» Work to be completed: Would you give the entries below again in full, exactly as they stand?

» Task data:
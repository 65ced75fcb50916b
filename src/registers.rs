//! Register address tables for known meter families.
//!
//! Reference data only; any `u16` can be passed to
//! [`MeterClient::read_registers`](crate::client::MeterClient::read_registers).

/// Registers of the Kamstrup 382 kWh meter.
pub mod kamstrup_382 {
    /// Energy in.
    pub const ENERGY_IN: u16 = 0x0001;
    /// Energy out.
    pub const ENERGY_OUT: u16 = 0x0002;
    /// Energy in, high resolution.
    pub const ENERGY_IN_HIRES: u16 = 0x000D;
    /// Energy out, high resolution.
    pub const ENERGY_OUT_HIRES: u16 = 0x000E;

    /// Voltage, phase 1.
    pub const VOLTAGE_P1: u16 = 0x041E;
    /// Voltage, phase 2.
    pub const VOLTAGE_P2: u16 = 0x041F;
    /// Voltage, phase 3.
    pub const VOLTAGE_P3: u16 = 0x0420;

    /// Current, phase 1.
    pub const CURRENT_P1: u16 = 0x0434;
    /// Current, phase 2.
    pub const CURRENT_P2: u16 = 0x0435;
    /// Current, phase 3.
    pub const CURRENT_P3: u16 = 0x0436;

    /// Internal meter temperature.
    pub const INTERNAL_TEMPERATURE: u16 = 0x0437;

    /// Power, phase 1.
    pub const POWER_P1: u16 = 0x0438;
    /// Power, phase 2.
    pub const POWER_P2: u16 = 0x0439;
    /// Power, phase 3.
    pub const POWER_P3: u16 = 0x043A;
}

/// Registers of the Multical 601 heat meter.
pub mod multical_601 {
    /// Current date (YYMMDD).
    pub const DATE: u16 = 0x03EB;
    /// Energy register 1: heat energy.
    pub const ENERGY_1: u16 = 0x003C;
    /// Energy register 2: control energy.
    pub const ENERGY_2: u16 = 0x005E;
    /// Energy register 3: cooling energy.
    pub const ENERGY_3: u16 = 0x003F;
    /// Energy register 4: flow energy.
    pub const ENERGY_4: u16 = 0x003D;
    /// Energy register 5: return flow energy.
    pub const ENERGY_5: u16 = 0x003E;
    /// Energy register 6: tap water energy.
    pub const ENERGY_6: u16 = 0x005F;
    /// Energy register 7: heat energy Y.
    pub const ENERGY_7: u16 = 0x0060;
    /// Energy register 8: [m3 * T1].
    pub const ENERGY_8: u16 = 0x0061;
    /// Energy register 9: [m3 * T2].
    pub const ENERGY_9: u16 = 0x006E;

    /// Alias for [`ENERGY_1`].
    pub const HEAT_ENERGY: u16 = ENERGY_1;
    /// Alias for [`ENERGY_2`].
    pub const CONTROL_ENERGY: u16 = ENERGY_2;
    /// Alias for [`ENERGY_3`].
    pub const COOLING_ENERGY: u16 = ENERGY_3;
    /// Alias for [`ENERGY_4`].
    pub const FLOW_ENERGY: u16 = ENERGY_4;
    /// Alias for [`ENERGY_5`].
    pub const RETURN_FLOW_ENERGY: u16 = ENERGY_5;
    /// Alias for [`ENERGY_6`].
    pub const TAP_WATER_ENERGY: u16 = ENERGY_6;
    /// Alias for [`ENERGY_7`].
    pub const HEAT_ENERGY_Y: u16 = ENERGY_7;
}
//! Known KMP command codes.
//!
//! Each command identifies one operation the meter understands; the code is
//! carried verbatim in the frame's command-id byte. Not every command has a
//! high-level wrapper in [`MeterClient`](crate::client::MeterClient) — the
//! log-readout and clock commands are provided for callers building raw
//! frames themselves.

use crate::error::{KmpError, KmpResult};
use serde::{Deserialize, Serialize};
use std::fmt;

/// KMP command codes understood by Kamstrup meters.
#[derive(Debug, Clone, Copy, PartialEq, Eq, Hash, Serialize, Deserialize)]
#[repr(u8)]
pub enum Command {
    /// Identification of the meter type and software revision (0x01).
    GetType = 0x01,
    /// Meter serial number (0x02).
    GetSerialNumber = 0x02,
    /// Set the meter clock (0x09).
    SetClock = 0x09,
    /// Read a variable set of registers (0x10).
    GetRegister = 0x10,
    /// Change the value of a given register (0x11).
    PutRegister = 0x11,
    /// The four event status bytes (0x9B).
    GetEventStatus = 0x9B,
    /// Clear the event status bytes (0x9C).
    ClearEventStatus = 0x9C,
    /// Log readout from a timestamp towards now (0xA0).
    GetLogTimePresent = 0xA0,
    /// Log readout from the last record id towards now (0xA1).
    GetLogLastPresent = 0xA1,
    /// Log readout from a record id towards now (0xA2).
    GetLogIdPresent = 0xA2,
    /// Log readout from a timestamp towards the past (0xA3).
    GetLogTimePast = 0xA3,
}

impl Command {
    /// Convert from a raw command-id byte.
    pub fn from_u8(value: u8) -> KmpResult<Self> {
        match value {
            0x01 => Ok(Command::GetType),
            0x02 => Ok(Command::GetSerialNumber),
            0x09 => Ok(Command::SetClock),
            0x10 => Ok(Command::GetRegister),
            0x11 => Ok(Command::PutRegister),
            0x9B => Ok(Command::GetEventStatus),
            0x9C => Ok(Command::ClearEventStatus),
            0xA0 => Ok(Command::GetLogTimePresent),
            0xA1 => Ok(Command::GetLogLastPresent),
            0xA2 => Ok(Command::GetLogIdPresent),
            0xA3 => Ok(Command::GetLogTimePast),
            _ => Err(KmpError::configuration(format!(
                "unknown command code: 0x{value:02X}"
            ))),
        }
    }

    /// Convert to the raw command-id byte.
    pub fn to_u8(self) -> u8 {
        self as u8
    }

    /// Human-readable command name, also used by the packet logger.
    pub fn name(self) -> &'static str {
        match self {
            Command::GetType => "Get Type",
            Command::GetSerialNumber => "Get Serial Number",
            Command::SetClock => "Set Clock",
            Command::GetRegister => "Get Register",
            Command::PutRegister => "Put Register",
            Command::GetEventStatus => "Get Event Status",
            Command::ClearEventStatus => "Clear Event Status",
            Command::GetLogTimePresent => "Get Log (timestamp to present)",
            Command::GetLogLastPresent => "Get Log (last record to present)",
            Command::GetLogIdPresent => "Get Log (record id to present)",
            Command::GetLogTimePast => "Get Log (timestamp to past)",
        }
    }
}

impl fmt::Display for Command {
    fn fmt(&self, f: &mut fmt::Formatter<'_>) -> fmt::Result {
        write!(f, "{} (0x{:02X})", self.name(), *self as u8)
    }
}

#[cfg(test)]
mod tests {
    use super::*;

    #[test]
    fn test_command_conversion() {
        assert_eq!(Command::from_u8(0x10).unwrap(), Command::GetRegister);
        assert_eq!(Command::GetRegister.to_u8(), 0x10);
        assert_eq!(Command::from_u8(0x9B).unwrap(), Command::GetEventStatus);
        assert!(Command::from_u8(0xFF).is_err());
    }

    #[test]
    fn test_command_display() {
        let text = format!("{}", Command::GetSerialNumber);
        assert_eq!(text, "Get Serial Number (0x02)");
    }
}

» Response to the task:
repository 65ced75fcb50916b
filename src/registers.rs
//! Register address tables for known meter families.
//!
//! Reference data only; any `u16` can be passed to
//! [`MeterClient::read_registers`](crate::client::MeterClient::read_registers).

/// Registers of the Kamstrup 382 kWh meter.
pub mod kamstrup_382 {
    /// Energy in.
    pub const ENERGY_IN: u16 = 0x0001;
    /// Energy out.
    pub const ENERGY_OUT: u16 = 0x0002;
    /// Energy in, high resolution.
    pub const ENERGY_IN_HIRES: u16 = 0x000D;
    /// Energy out, high resolution.
    pub const ENERGY_OUT_HIRES: u16 = 0x000E;

    /// Voltage, phase 1.
    pub const VOLTAGE_P1: u16 = 0x041E;
    /// Voltage, phase 2.
    pub const VOLTAGE_P2: u16 = 0x041F;
    /// Voltage, phase 3.
    pub const VOLTAGE_P3: u16 = 0x0420;

    /// Current, phase 1.
    pub const CURRENT_P1: u16 = 0x0434;
    /// Current, phase 2.
    pub const CURRENT_P2: u16 = 0x0435;
    /// Current, phase 3.
    pub const CURRENT_P3: u16 = 0x0436;

    /// Internal meter temperature.
    pub const INTERNAL_TEMPERATURE: u16 = 0x0437;

    /// Power, phase 1.
    pub const POWER_P1: u16 = 0x0438;
    /// Power, phase 2.
    pub const POWER_P2: u16 = 0x0439;
    /// Power, phase 3.
    pub const POWER_P3: u16 = 0x043A;
}

/// Registers of the Multical 601 heat meter.
pub mod multical_601 {
    /// Current date (YYMMDD).
    pub const DATE: u16 = 0x03EB;
    /// Energy register 1: heat energy.
    pub const ENERGY_1: u16 = 0x003C;
    /// Energy register 2: control energy.
    pub const ENERGY_2: u16 = 0x005E;
    /// Energy register 3: cooling energy.
    pub const ENERGY_3: u16 = 0x003F;
    /// Energy register 4: flow energy.
    pub const ENERGY_4: u16 = 0x003D;
    /// Energy register 5: return flow energy.
    pub const ENERGY_5: u16 = 0x003E;
    /// Energy register 6: tap water energy.
    pub const ENERGY_6: u16 = 0x005F;
    /// Energy register 7: heat energy Y.
    pub const ENERGY_7: u16 = 0x0060;
    /// Energy register 8: [m3 * T1].
    pub const ENERGY_8: u16 = 0x0061;
    /// Energy register 9: [m3 * T2].
    pub const ENERGY_9: u16 = 0x006E;

    /// Alias for [`ENERGY_1`].
    pub const HEAT_ENERGY: u16 = ENERGY_1;
    /// Alias for [`ENERGY_2`].
    pub const CONTROL_ENERGY: u16 = ENERGY_2;
    /// Alias for [`ENERGY_3`].
    pub const COOLING_ENERGY: u16 = ENERGY_3;
    /// Alias for [`ENERGY_4`].
    pub const FLOW_ENERGY: u16 = ENERGY_4;
    /// Alias for [`ENERGY_5`].
    pub const RETURN_FLOW_ENERGY: u16 = ENERGY_5;
    /// Alias for [`ENERGY_6`].
    pub const TAP_WATER_ENERGY: u16 = ENERGY_6;
    /// Alias for [`ENERGY_7`].
    pub const HEAT_ENERGY_Y: u16 = ENERGY_7;
}
//! Known KMP command codes.
//!
//! Each command identifies one operation the meter understands; the code is
//! carried verbatim in the frame's command-id byte. Not every command has a
//! high-level wrapper in [`MeterClient`](crate::client::MeterClient) — the
//! log-readout and clock commands are provided for callers building raw
//! frames themselves.

use crate::error::{KmpError, KmpResult};
use serde::{Deserialize, Serialize};
use std::fmt;

/// KMP command codes understood by Kamstrup meters.
#[derive(Debug, Clone, Copy, PartialEq, Eq, Hash, Serialize, Deserialize)]
#[repr(u8)]
pub enum Command {
    /// Identification of the meter type and software revision (0x01).
    GetType = 0x01,
    /// Meter serial number (0x02).
    GetSerialNumber = 0x02,
    /// Set the meter clock (0x09).
    SetClock = 0x09,
    /// Read a variable set of registers (0x10).
    GetRegister = 0x10,
    /// Change the value of a given register (0x11).
    PutRegister = 0x11,
    /// The four event status bytes (0x9B).
    GetEventStatus = 0x9B,
    /// Clear the event status bytes (0x9C).
    ClearEventStatus = 0x9C,
    /// Log readout from a timestamp towards now (0xA0).
    GetLogTimePresent = 0xA0,
    /// Log readout from the last record id towards now (0xA1).
    GetLogLastPresent = 0xA1,
    /// Log readout from a record id towards now (0xA2).
    GetLogIdPresent = 0xA2,
    /// Log readout from a timestamp towards the past (0xA3).
    GetLogTimePast = 0xA3,
}

impl Command {
    /// Convert from a raw command-id byte.
    pub fn from_u8(value: u8) -> KmpResult<Self> {
        match value {
            0x01 => Ok(Command::GetType),
            0x02 => Ok(Command::GetSerialNumber),
            0x09 => Ok(Command::SetClock),
            0x10 => Ok(Command::GetRegister),
            0x11 => Ok(Command::PutRegister),
            0x9B => Ok(Command::GetEventStatus),
            0x9C => Ok(Command::ClearEventStatus),
            0xA0 => Ok(Command::GetLogTimePresent),
            0xA1 => Ok(Command::GetLogLastPresent),
            0xA2 => Ok(Command::GetLogIdPresent),
            0xA3 => Ok(Command::GetLogTimePast),
            _ => Err(KmpError::configuration(format!(
                "unknown command code: 0x{value:02X}"
            ))),
        }
    }

    /// Convert to the raw command-id byte.
    pub fn to_u8(self) -> u8 {
        self as u8
    }

    /// Human-readable command name, also used by the packet logger.
    pub fn name(self) -> &'static str {
        match self {
            Command::GetType => "Get Type",
            Command::GetSerialNumber => "Get Serial Number",
            Command::SetClock => "Set Clock",
            Command::GetRegister => "Get Register",
            Command::PutRegister => "Put Register",
            Command::GetEventStatus => "Get Event Status",
            Command::ClearEventStatus => "Clear Event Status",
            Command::GetLogTimePresent => "Get Log (timestamp to present)",
            Command::GetLogLastPresent => "Get Log (last record to present)",
            Command::GetLogIdPresent => "Get Log (record id to present)",
            Command::GetLogTimePast => "Get Log (timestamp to past)",
        }
    }
}

impl fmt::Display for Command {
    fn fmt(&self, f: &mut fmt::Formatter<'_>) -> fmt::Result {
        write!(f, "{} (0x{:02X})", self.name(), *self as u8)
    }
}

#[cfg(test)]
mod tests {
    use super::*;

    #[test]
    fn test_command_conversion() {
        assert_eq!(Command::from_u8(0x10).unwrap(), Command::GetRegister);
        assert_eq!(Command::GetRegister.to_u8(), 0x10);
        assert_eq!(Command::from_u8(0x9B).unwrap(), Command::GetEventStatus);
        assert!(Command::from_u8(0xFF).is_err());
    }

    #[test]
    fn test_command_display() {
        let text = format!("{}", Command::GetSerialNumber);
        assert_eq!(text, "Get Serial Number (0x02)");
    }
}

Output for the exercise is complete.